Science & Technology with a little Circle of Life for Jess

The NSTA recommends that students will “be able to consider the trade-offs among alternative solutions when considering decisions that involve competing priorities (NSTA, 2010)”. This quote was taken from the National Science Teachers Association Position Statement on Teaching Science and Technology in the Context of Societal and Personal Issues.


When I read this, I instantly thought of my 8th period Earth Science class. In an activity that allowed them to investigate the processes of the water cycle (specifically precipitation and runoff), I gave them an article from the Democrat & Chronicle called Keep Cow Manure out of New York’s water. This article discussed how New York’s booming yogurt industry is negatively affecting New York waterways and lakes. For this activity, the students were asked to read the article and write down initial thoughts and then discuss what they read with a partner. This specific class really focused (through their own interest) on ways to fix the issue. This lead students to engage in conversation around “trade-offs among alternative solutions”. One students said to just get rid of the cows, while another student argued that the economy needs the cows. Below represents some of the responses I received and reflects some of the discussion held in class.

"We need cows because we milk"
“We need cows because we milk”

Bringing this issue-based lesson to class increased the students’ interest in learning the water cycle, while providing them a meaningful connection to the content. I feel it opened up more opportunity to discuss relevant science applications in real world situations.

Something else I would like to mention and this is specifically directed toward Jessica. Today I attended a PD on Ubd that involved Living Environment Teachers and Earth Science Teachers. The Living Environment teachers were discussing the food web and ecology. They planned on using The Lion King as an example. They were going to use the opening scene and the scene below. It might help, it might not




Bryant, E. (2014). Keep cow manure out of New York’s water. Democrat & Chronicle.  Retrieved from

NSTA. (2010). Teaching Science and Technology in the Context of Societal and Personal Issues. Retrieved from


3 thoughts on “Science & Technology with a little Circle of Life for Jess”
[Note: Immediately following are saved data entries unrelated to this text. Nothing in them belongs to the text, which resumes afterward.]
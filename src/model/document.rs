//! Document model - the text buffer, cursor, viewport and file state
//!
//! Every motion and edit ends by scrolling the viewport to the cursor.

use std::io;
use std::path::{Path, PathBuf};

use super::buffer::TextBuffer;
use super::cursor::{Cursor, Viewport};
use super::motion::{Direction, Motion};
use super::viewport::gutter_width;
use crate::util::{read_text_file, write_text_file, FileOpenError};

/// Document state - the text buffer and associated file metadata
#[derive(Debug, Clone)]
pub struct Document {
    /// The text buffer
    pub buffer: TextBuffer,
    /// Caret position
    pub cursor: Cursor,
    /// Visible window onto the buffer
    pub viewport: Viewport,
    /// Path to the file on disk (None for new/unsaved files)
    pub file_path: Option<PathBuf>,
    /// Whether the buffer has unsaved changes
    pub is_modified: bool,
}

impl Default for Document {
    fn default() -> Self {
        Self::new()
    }
}

impl Document {
    /// Create a new empty document
    pub fn new() -> Self {
        Self {
            buffer: TextBuffer::new(),
            cursor: Cursor::new(),
            viewport: Viewport::default(),
            file_path: None,
            is_modified: false,
        }
    }

    /// Create a document with initial text
    pub fn with_text(text: &str) -> Self {
        Self {
            buffer: TextBuffer::from_text(text),
            ..Self::new()
        }
    }

    /// Load a document from a file path
    pub fn from_file(path: impl Into<PathBuf>) -> Result<Self, FileOpenError> {
        let mut doc = Self::new();
        doc.open(path)?;
        Ok(doc)
    }

    /// Create a new empty document with a target file path
    ///
    /// Used when the user names a file that does not exist yet.
    /// The file will be created on the first save.
    pub fn new_with_path(path: impl Into<PathBuf>) -> Self {
        Self {
            file_path: Some(path.into()),
            ..Self::new()
        }
    }

    /// Get the display name for this document
    pub fn display_name(&self) -> String {
        self.file_path
            .as_deref()
            .and_then(Path::file_name)
            .map(|name| name.to_string_lossy().to_string())
            .unwrap_or_else(|| "Untitled".to_string())
    }

    pub fn line_count(&self) -> usize {
        self.buffer.line_count()
    }

    /// Current line-number gutter width
    pub fn gutter_width(&self) -> usize {
        gutter_width(self.buffer.line_count())
    }

    /// Full text as it would be written to disk
    pub fn text(&self) -> String {
        self.buffer.serialize()
    }

    /// Panic if the cursor has left the buffer (debug builds only)
    #[cfg(debug_assertions)]
    pub fn assert_invariants_with_context(&self, context: &str) {
        assert!(self.buffer.line_count() > 0, "[{}] buffer has no lines", context);
        assert!(
            self.cursor.line < self.buffer.line_count(),
            "[{}] cursor line {} out of range (line_count: {})",
            context,
            self.cursor.line,
            self.buffer.line_count()
        );
        let line_len = self.buffer.line_len(self.cursor.line);
        assert!(
            self.cursor.column <= line_len,
            "[{}] cursor column {} past end of line {} (len: {})",
            context,
            self.cursor.column,
            self.cursor.line,
            line_len
        );
    }

    #[cfg(not(debug_assertions))]
    #[inline]
    pub fn assert_invariants_with_context(&self, _context: &str) {}

    // =========================================================================
    // Persistence
    // =========================================================================

    /// Replace the document with the contents of `path`
    ///
    /// On failure nothing about the document changes.
    pub fn open(&mut self, path: impl Into<PathBuf>) -> Result<(), FileOpenError> {
        let path = path.into();
        let content = read_text_file(&path)?;
        self.load_contents(path, &content);
        Ok(())
    }

    /// Install already-read file content as the document
    pub fn load_contents(&mut self, path: PathBuf, content: &str) {
        self.buffer.load(content);
        self.cursor.reset();
        self.viewport.reset_scroll();
        self.is_modified = false;
        tracing::info!(
            path = %path.display(),
            lines = self.buffer.line_count(),
            line_ending = %self.buffer.line_ending(),
            "opened document"
        );
        self.file_path = Some(path);
    }

    /// Write the buffer to its file path
    pub fn save(&mut self) -> io::Result<()> {
        let path = self.file_path.clone().ok_or_else(|| {
            io::Error::new(io::ErrorKind::InvalidInput, "document has no file path")
        })?;
        self.save_as(path)
    }

    /// Write the buffer to `path` and adopt it as the file path
    pub fn save_as(&mut self, path: impl Into<PathBuf>) -> io::Result<()> {
        let path = path.into();
        write_text_file(&path, &self.buffer.serialize())?;
        tracing::info!(path = %path.display(), "saved document");
        self.file_path = Some(path);
        self.is_modified = false;
        Ok(())
    }

    /// Forget the file and return to a single empty line
    pub fn close(&mut self) {
        self.buffer.reset();
        self.cursor.reset();
        self.viewport.reset_scroll();
        self.file_path = None;
        self.is_modified = false;
    }

    // =========================================================================
    // Viewport
    // =========================================================================

    /// Change the viewport dimensions and keep the cursor visible
    pub fn resize(&mut self, visible_columns: usize, visible_lines: usize) {
        self.viewport.visible_columns = visible_columns;
        self.viewport.visible_lines = visible_lines;
        self.scroll_to_cursor();
    }

    /// Re-establish the viewport invariant for the current cursor
    pub fn scroll_to_cursor(&mut self) {
        let gutter = self.gutter_width();
        self.viewport.reveal(&self.cursor, gutter);
    }

    // =========================================================================
    // Motions
    // =========================================================================

    fn motion(&mut self, f: impl FnOnce(&mut Motion<'_>)) {
        f(&mut Motion::new(&self.buffer, &mut self.cursor));
        self.scroll_to_cursor();
    }

    /// Place the cursor at (line, column), clamped into the buffer
    pub fn move_to(&mut self, line: usize, column: usize) {
        let line = line.min(self.buffer.last_line());
        let column = column.min(self.buffer.line_len(line));
        self.cursor = Cursor::at(line, column);
        self.scroll_to_cursor();
    }

    pub fn move_left(&mut self) {
        self.motion(|m| m.left());
    }

    pub fn move_right(&mut self) {
        self.motion(|m| m.right());
    }

    pub fn move_up(&mut self) {
        self.motion(|m| m.up());
    }

    pub fn move_down(&mut self) {
        self.motion(|m| m.down());
    }

    pub fn move_cursor(&mut self, direction: Direction) {
        match direction {
            Direction::Up => self.move_up(),
            Direction::Down => self.move_down(),
            Direction::Left => self.move_left(),
            Direction::Right => self.move_right(),
        }
    }

    pub fn move_line_start(&mut self) {
        self.motion(|m| m.line_start());
    }

    pub fn move_line_end(&mut self) {
        self.motion(|m| m.line_end());
    }

    pub fn move_word(&mut self, direction: Direction) {
        self.motion(|m| m.word(direction));
    }

    pub fn move_big_word(&mut self, direction: Direction) {
        self.motion(|m| m.big_word(direction));
    }

    pub fn half_page(&mut self, direction: Direction) {
        let visible_lines = self.viewport.visible_lines;
        self.motion(|m| m.half_page(direction, visible_lines));
    }

    pub fn full_page(&mut self, direction: Direction) {
        let visible_lines = self.viewport.visible_lines;
        self.motion(|m| m.full_page(direction, visible_lines));
    }

    // =========================================================================
    // Edits
    // =========================================================================

    /// Insert `ch` at the cursor and step past it; line breaks split the line
    pub fn insert_char(&mut self, ch: char) {
        if matches!(ch, '\n' | '\r') {
            self.split_line();
            return;
        }
        let mut encoded = [0u8; 4];
        self.buffer
            .insert_text(self.cursor.line, self.cursor.column, ch.encode_utf8(&mut encoded));
        self.is_modified = true;
        self.motion(|m| m.right());
    }

    /// Break the line at the cursor, moving to the start of the new line
    pub fn split_line(&mut self) {
        self.buffer.split_line(self.cursor.line, self.cursor.column);
        self.is_modified = true;
        self.motion(|m| m.right());
    }

    /// Backspace: delete the previous character or join with the previous line
    pub fn delete_left(&mut self) {
        let Cursor { line, column } = self.cursor;
        if line == 0 && column == 0 {
            return;
        }
        // Step back while the buffer still holds the old text
        Motion::new(&self.buffer, &mut self.cursor).left();
        if column > 0 {
            self.buffer.delete_before(line, column);
        } else {
            self.buffer.join_with_previous(line);
        }
        self.is_modified = true;
        self.scroll_to_cursor();
    }

    /// Delete: remove the character at the cursor or join with the next line
    pub fn delete_right(&mut self) {
        let Cursor { line, column } = self.cursor;
        if column < self.buffer.line_len(line) {
            self.buffer.delete_at(line, column);
        } else if line < self.buffer.last_line() {
            self.buffer.join_with_next(line);
        } else {
            return;
        }
        self.is_modified = true;
        self.scroll_to_cursor();
    }
}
  1. I love your use of this issue. I think that teaching issues-based science as much as possible is key. It increases scientific literacy, allows learners to see that science goes far beyond the classroom, and shows learners that often there is not one right answer.

  2. That Lion King clip is SO perfect to introduce ecology. You’ll be disappoint when you hear this, but things changed drastically for my IU last week and now I’m not even doing Ecology. I’ve joined the ranks of Evolution but will pass this along to my CT, and I’m sure Ryan would benefit from this. I would have never thought to look to Disney for such a great, simple, insightful explanation of Ecology. I knew there was a reason I always loved Mustafa!! =)

  3. Here is some important info on dairy farming in NYS from this site:

    Agriculture is an impressive industry in New York State, and while farmers may be less than one percent of the population, their contributions are everywhere.

    The dairy industry is New York’s leading agricultural sector with more than 5,000 family farms milking more than 600,000 cows. Each one of those cows produces on average 21,000 pounds (or 2,436 gallons) of milk each year. When you add all that up, it becomes nearly 13 billion pounds (or 1.5 billion gallons) of milk produced annually in New York State.

    When farmers sell that milk, it turns into more than $2.5 billion worth of revenue coming from rural, mostly upstate communities throughout New York State. The top milk producing counties in New York are Wyoming, Cayuga and St. Lawrence.

    New York is ranked fourth in milk production nationally, represents approximately seven percent of the nation’s total milk supply.